··· Task input ···

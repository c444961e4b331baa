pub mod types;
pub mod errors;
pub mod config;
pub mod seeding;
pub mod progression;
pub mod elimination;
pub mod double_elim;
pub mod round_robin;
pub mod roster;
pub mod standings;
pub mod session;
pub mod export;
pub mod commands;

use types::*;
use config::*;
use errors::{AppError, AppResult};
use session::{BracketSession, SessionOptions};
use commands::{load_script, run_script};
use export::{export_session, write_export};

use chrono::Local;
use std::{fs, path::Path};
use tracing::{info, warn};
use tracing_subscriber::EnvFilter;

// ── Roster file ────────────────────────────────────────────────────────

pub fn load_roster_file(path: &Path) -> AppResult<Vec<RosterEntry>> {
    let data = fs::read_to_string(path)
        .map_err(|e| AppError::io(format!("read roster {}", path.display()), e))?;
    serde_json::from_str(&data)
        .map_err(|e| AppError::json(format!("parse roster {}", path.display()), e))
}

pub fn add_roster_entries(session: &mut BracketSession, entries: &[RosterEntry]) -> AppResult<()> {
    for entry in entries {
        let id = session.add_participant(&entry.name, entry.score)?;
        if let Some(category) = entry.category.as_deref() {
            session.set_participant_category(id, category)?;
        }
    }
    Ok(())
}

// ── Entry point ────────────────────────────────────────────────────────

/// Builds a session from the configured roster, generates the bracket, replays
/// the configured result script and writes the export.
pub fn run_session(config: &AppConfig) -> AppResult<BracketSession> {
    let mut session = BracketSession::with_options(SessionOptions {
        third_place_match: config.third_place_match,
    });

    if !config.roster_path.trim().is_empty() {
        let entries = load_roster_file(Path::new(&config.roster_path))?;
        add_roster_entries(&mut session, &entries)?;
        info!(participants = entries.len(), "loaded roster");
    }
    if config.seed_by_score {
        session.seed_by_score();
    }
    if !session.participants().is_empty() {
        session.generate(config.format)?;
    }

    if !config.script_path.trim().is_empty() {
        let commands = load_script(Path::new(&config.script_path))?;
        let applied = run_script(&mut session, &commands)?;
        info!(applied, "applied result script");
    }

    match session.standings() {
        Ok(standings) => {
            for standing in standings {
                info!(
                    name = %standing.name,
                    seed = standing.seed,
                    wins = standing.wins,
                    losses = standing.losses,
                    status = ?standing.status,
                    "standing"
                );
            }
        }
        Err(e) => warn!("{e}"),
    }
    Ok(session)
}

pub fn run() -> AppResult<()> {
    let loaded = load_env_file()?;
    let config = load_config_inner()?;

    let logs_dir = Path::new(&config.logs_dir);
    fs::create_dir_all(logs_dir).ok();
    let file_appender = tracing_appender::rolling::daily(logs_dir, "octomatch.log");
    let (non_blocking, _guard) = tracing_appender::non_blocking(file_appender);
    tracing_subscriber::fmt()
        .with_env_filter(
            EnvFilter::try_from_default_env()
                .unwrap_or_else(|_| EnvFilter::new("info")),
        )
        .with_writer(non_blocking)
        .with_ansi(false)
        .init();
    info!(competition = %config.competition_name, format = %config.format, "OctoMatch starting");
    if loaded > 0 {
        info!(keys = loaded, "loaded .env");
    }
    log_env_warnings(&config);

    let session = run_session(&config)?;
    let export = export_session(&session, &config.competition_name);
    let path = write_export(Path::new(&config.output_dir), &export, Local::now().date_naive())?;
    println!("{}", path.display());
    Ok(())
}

···

* **What to produce**
Go through the data, and copy each line in which the word "applied" appears.

* **Exercise output**
        let applied = run_script(&mut session, &commands)?;
        info!(applied, "applied result script");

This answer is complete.